Needed from the data below: every line from the one with "let hit = segment.hit(&from_above).unwrap();" up to and including the one with "let hit = segment.hit(&from_below).unwrap();", repeated exactly and with nothing else.
*** PROVIDED RECORDS Section Begins ***
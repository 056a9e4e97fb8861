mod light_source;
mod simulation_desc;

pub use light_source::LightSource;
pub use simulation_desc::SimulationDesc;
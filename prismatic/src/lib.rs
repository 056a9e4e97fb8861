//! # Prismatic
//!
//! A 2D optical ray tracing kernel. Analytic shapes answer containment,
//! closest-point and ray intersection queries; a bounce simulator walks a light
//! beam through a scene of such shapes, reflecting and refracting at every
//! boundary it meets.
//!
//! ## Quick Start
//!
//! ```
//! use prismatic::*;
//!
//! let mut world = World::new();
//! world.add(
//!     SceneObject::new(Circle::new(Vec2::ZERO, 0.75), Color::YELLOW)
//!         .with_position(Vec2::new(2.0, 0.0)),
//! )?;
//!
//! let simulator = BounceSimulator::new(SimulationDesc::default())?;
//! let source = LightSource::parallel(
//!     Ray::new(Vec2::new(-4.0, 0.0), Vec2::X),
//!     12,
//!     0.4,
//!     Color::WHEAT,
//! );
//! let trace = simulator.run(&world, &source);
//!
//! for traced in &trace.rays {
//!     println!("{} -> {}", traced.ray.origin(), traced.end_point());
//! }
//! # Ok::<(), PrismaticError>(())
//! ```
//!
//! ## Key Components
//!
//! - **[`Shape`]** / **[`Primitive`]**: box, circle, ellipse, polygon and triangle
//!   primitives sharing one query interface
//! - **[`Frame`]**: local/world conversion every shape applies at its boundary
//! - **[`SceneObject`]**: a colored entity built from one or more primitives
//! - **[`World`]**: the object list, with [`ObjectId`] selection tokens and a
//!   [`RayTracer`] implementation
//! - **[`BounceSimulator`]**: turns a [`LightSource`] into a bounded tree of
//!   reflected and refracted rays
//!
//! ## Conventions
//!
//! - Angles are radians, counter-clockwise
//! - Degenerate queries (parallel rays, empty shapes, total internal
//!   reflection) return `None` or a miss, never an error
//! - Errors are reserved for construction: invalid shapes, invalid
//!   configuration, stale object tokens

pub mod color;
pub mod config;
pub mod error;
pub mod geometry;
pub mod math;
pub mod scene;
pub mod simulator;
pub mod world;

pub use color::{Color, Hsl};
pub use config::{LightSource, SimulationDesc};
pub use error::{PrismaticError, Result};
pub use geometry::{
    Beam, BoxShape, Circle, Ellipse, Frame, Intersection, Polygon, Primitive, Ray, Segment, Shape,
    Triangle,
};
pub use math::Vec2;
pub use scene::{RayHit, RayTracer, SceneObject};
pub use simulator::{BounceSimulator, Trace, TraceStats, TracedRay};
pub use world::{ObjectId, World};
*** PROVIDED RECORDS Section Ends ***
*** PROVIDED RECORDS Section Begins ***
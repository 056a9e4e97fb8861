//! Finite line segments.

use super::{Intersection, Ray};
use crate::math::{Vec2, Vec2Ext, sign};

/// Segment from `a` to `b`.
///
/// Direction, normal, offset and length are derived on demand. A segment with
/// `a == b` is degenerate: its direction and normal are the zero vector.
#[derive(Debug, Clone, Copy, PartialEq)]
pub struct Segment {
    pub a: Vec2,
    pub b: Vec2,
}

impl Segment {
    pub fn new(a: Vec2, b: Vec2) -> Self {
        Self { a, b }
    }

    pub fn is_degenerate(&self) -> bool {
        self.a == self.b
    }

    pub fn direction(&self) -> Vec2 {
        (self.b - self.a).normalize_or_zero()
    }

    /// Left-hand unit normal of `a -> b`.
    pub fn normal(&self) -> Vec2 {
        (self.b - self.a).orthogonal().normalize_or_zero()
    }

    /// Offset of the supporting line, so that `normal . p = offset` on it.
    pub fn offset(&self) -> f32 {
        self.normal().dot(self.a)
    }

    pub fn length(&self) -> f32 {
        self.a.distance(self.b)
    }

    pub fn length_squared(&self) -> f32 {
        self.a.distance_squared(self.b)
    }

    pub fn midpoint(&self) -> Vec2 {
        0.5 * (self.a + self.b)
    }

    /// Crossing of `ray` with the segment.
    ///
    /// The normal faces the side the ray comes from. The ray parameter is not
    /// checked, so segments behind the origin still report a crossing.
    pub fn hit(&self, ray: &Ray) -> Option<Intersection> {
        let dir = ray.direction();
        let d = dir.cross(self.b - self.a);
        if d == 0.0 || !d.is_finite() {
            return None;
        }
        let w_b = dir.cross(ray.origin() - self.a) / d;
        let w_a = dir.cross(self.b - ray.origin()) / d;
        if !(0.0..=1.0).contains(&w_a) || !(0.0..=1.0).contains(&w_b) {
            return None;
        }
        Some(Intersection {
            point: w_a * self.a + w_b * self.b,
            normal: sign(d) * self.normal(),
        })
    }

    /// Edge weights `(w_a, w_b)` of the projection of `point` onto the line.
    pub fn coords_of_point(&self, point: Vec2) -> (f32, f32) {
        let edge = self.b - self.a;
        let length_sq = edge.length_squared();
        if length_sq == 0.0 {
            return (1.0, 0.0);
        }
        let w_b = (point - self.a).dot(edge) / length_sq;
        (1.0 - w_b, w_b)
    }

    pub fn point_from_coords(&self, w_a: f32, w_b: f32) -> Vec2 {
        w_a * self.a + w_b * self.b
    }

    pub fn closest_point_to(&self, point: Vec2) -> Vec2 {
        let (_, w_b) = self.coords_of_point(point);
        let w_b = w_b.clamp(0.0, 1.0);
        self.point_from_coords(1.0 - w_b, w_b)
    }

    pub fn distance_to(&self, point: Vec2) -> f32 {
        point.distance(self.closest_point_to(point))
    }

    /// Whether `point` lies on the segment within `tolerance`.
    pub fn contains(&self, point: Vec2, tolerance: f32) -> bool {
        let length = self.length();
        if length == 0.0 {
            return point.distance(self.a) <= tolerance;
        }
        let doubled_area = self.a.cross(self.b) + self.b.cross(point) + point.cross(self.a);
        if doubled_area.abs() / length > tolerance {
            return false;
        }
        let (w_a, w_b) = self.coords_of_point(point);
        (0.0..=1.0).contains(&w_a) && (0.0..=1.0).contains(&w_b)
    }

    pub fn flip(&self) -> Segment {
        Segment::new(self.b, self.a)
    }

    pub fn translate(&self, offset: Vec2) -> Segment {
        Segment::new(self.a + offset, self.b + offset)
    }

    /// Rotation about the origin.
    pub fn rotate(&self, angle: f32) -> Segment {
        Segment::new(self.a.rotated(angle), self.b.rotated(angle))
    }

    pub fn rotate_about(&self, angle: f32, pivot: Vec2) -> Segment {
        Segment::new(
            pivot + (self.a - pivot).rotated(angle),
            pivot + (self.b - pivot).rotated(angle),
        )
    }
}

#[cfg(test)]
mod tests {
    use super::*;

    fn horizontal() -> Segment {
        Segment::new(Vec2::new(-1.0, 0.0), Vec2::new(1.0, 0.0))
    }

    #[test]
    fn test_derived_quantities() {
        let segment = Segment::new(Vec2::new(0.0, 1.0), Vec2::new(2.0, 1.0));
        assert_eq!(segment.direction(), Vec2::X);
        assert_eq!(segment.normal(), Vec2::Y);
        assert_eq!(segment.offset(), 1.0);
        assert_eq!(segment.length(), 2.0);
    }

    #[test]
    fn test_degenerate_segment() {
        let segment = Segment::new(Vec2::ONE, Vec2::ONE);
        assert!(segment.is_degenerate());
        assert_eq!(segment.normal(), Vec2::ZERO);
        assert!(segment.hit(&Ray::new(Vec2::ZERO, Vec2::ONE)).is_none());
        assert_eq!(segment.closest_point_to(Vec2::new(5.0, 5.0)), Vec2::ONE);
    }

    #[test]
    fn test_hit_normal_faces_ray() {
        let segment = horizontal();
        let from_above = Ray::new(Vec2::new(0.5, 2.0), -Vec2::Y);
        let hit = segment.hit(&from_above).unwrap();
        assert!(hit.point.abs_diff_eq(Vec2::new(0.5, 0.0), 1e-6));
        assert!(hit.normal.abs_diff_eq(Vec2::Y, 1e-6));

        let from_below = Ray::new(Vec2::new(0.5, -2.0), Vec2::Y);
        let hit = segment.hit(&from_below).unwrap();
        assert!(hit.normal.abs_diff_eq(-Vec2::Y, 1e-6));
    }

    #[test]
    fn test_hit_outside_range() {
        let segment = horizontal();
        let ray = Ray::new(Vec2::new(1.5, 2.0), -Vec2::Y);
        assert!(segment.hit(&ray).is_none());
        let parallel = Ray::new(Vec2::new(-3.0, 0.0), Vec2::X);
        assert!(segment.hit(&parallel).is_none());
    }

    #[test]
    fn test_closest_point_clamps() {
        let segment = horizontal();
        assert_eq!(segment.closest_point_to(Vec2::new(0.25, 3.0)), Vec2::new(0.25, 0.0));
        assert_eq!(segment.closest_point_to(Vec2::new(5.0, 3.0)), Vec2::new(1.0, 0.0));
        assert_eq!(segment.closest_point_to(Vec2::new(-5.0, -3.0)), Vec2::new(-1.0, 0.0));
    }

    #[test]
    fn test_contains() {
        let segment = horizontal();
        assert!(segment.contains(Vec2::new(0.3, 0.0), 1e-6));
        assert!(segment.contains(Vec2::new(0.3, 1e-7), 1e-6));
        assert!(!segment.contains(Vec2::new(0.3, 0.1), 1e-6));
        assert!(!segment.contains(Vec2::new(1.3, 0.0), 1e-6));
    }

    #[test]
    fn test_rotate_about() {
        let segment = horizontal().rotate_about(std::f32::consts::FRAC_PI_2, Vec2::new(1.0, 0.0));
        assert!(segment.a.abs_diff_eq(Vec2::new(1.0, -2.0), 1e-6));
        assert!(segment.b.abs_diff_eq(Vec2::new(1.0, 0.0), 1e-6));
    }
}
*** PROVIDED RECORDS Section Ends ***
*** PROVIDED RECORDS Section Begins ***
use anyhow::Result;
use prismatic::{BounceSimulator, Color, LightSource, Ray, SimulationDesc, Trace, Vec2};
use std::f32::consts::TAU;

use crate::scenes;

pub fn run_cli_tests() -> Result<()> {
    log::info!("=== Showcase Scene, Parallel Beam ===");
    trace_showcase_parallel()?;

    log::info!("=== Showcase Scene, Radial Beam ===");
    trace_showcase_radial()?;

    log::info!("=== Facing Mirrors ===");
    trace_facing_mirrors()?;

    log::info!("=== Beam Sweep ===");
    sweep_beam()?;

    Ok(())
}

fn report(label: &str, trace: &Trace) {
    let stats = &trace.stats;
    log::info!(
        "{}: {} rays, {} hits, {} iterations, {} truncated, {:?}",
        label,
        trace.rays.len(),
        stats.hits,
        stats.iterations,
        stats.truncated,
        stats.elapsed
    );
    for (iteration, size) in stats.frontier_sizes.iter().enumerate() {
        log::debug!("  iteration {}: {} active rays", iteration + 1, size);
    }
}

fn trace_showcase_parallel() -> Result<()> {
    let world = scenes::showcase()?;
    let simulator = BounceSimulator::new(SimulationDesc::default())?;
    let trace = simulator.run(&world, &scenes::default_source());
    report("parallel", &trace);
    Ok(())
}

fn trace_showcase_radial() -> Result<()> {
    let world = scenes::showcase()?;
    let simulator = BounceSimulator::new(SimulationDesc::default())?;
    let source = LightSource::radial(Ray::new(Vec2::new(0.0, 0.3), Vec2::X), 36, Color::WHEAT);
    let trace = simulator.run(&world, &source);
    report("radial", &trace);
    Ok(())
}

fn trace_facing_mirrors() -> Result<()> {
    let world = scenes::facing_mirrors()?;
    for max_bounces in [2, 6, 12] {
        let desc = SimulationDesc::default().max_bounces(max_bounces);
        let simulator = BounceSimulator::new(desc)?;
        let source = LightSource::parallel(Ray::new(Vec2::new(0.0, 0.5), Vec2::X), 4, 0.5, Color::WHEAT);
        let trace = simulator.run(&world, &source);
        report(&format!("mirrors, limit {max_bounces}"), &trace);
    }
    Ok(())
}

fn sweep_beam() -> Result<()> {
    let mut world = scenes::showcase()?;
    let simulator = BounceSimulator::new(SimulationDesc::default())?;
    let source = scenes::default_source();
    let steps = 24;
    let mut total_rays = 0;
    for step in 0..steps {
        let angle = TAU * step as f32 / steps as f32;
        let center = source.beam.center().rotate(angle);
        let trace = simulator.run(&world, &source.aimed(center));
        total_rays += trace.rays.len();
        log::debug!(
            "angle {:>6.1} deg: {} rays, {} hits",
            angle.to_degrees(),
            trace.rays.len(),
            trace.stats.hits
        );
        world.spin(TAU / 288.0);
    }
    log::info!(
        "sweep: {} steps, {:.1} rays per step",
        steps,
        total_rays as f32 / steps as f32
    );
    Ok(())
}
*** PROVIDED RECORDS Section Ends ***
• **OUTPUT OF THE TASK**
        let hit = segment.hit(&from_above).unwrap();
        assert!(hit.point.abs_diff_eq(Vec2::new(0.5, 0.0), 1e-6));
        assert!(hit.normal.abs_diff_eq(Vec2::Y, 1e-6));

        let from_below = Ray::new(Vec2::new(0.5, -2.0), Vec2::Y);
        let hit = segment.hit(&from_below).unwrap();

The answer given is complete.